Calcoli a parte, anno dopo anno il titolo di Maranello aggiorna nuovi record sorpassando indenne recessioni, pandemie, guerre, costi energetici, risultati sportivi deludenti. Merito del fatto che Ferrari, grazie all’operazione immagine avviata da Luca di Montezemolo quando ne era presidente e a Sergio Marchionne che ne ha esaltato la posizione sul mercato, più che un titolo dell’automotive oggi Ferrari è considerato un brand del lusso più estremo, ma soprattutto un bene che da sempre fa dell’effetto scarsità il suo segreto. «Venderemo sempre un’auto in meno rispetto alla domanda del mercato» è il mantra del suo fondatore Enzo Ferrari e dei manager che hanno guidato il gruppo negli anni. Il potere della scarsità rappresenta dunque il vero motore di Ferrari. «La casa automobilistica produce vetture esclusive e prestigiose, ma in quantità limitate. Una tattica che crea non solo desiderio, ma aumenta anche il valore percepito dai potenziali acquirenti. Con un margine lordo che al terzo trimestre si posizionava leggermente al di sotto del 50% e un margine operativo al 27%, il distacco dai competitor è ben evidente», commenta con il Giornale Gabriel Debach, market analyst di eToro. «La forza di Ferrari che capitalizza 59,8 miliardi, oltre i 50 miliardi di un colosso come Eni è indiscutibile.
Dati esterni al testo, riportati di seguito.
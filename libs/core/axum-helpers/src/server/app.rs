use super::shutdown::{coordinated_shutdown, shutdown_signal, ShutdownCoordinator};
use crate::errors::handlers::not_found;
use crate::http::{cors_layer, security_headers};
use axum::{middleware, Router};
use core_config::server::ServerConfig;
use std::io;
use std::time::Duration;
use tower_http::compression::CompressionLayer;
use tower_http::trace::{DefaultMakeSpan, DefaultOnResponse, TraceLayer};
use tracing::{info, Level};
use utoipa::OpenApi;

/// Starts the Axum server with graceful shutdown.
///
/// # Errors
/// Returns an error if:
/// - The TCP listener fails to bind to the configured address
/// - The server encounters an error during operation
///
/// # Example
/// ```ignore
/// use axum::Router;
/// use core_config::server::ServerConfig;
/// use axum_helpers::server::create_app;
///
/// #[tokio::main]
/// async fn main() -> Result<(), Box<dyn std::error::Error>> {
///     let router = Router::new();
///     let config = ServerConfig::default();
///     create_app(router, &config).await?;
///     Ok(())
/// }
/// ```
pub async fn create_app(router: Router, server_config: &ServerConfig) -> io::Result<()> {
    let listener = tokio::net::TcpListener::bind(server_config.address()).await?;

    info!("Server starting on {}", listener.local_addr()?);
    axum::serve(listener, router.into_make_service())
        .with_graceful_shutdown(shutdown_signal())
        .await
        .inspect_err(|e| {
            tracing::error!("Server encountered an error: {:?}", e);
        })?;

    Ok(())
}

/// Creates a configured Axum router with common middleware and documentation.
///
/// This function sets up:
/// - OpenAPI documentation (Swagger UI at `/swagger-ui`, JSON at
///   `/api-docs/openapi.json`)
/// - API routes nested under `/api`
/// - Common middleware (tracing, security headers, CORS, compression)
/// - 404 JSON fallback handler
///
/// Health endpoints (`/health`, `/ready`) should be merged in by the app
/// using `health_router()` and its own ready handler.
///
/// CORS is driven by the optional `CORS_ALLOWED_ORIGIN` environment
/// variable (comma-separated origins; permissive when unset).
///
/// Domain routers apply their own state; this function only combines them
/// with cross-cutting concerns.
///
/// # Type Parameters
/// * `T` - A type implementing `utoipa::OpenApi` for API documentation
///
/// # Errors
/// Returns an error if `CORS_ALLOWED_ORIGIN` is set but invalid.
pub fn create_router<T>(apis: Router) -> io::Result<Router>
where
    T: OpenApi + 'static,
{
    use utoipa_swagger_ui::SwaggerUi;

    let cors = cors_layer()?;

    let router = Router::new()
        .merge(SwaggerUi::new("/swagger-ui").url("/api-docs/openapi.json", T::openapi()))
        .nest("/api", apis)
        .fallback(not_found)
        .layer(
            TraceLayer::new_for_http()
                .make_span_with(DefaultMakeSpan::new().level(Level::INFO))
                .on_response(DefaultOnResponse::new().level(Level::INFO)),
        )
        .layer(middleware::from_fn(security_headers))
        .layer(cors)
        .layer(CompressionLayer::new());

    Ok(router)
}

/// Production-ready server with coordinated shutdown and cleanup.
///
/// This provides:
/// - Graceful shutdown with configurable timeout
/// - Connection cleanup coordination
/// - Proper error handling and logging
///
/// # Example
/// ```ignore
/// use std::time::Duration;
/// use axum_helpers::server::create_production_app;
///
/// let cleanup = async move {
///     db.close().await.ok();
/// };
///
/// create_production_app(
///     router,
///     &config,
///     Duration::from_secs(30),
///     cleanup
/// ).await?;
/// ```
pub async fn create_production_app<F>(
    router: Router,
    server_config: &ServerConfig,
    shutdown_timeout: Duration,
    cleanup: F,
) -> io::Result<()>
where
    F: std::future::Future<Output = ()> + Send + 'static,
{
    let (coordinator, _rx) = ShutdownCoordinator::new();
    let shutdown_handle = coordinator.clone();

    let listener = tokio::net::TcpListener::bind(server_config.address()).await?;
    info!("Server starting on {}", listener.local_addr()?);

    // Spawn cleanup task
    let cleanup_handle = tokio::spawn(async move {
        shutdown_handle.wait_for_signal().await;

        info!("Starting cleanup tasks (timeout: {:?})", shutdown_timeout);
        let cleanup_result = tokio::time::timeout(shutdown_timeout, cleanup).await;

        match cleanup_result {
            Ok(_) => info!("Cleanup completed successfully"),
            Err(_) => {
                tracing::warn!(
                    "Cleanup exceeded timeout of {:?}, forcing shutdown",
                    shutdown_timeout
                );
            }
        }
    });

    // Start server with graceful shutdown
    let serve_result = axum::serve(listener, router.into_make_service())
        .with_graceful_shutdown(coordinated_shutdown(coordinator))
        .await
        .inspect_err(|e| {
            tracing::error!("Server encountered an error: {:?}", e);
        });

    // Wait for cleanup to complete
    cleanup_handle.await.ok();

    serve_result
}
E il futuro, con il gruppo che ormai campeggia nell’EuroStoxx 50, sembra ancora più promettente: Barclays in un recente report vede il titolo a quota 400 euro, Hsbc e Bnp Paribas a 340 euro.
Non solo: il libro degli ordini di Ferrari è completamente esaurito fino al 2024/25. «Questa eccezionale domanda anticipata non solo assicura una crescita sostenuta dei profitti, ma funge anche da scudo contro le incertezze macroeconomiche, la volatilità dei consumatori e le fluttuazioni dei tassi di interesse», spiega l’esperto.
Nonostante bilanci solidi e una qualità degli utili ineccepibile, con flussi di cassa superiori agli utili netti, rendimenti del capitale investito elevati e utili per azione costantemente in crescita, i multipli di quotazione suggeriscono comunque cautela. Ora l’azienda sta per rivelare la sua prima auto elettrica nel 2025, ma molti si interrogano su cosa accadrà quando il tradizionale ruggito, che è parte del successo della rossa, si sarà probabilmente trasformato in un sibilo impersonale. Basteranno a confermarlo la livrea rosso fiammante e il cavallino rampante, emblema dell’aviatore Francesco Baracca scelto da Enzo Ferrari come simbolo della sua prima scuderia? Domande non prive di suggestione.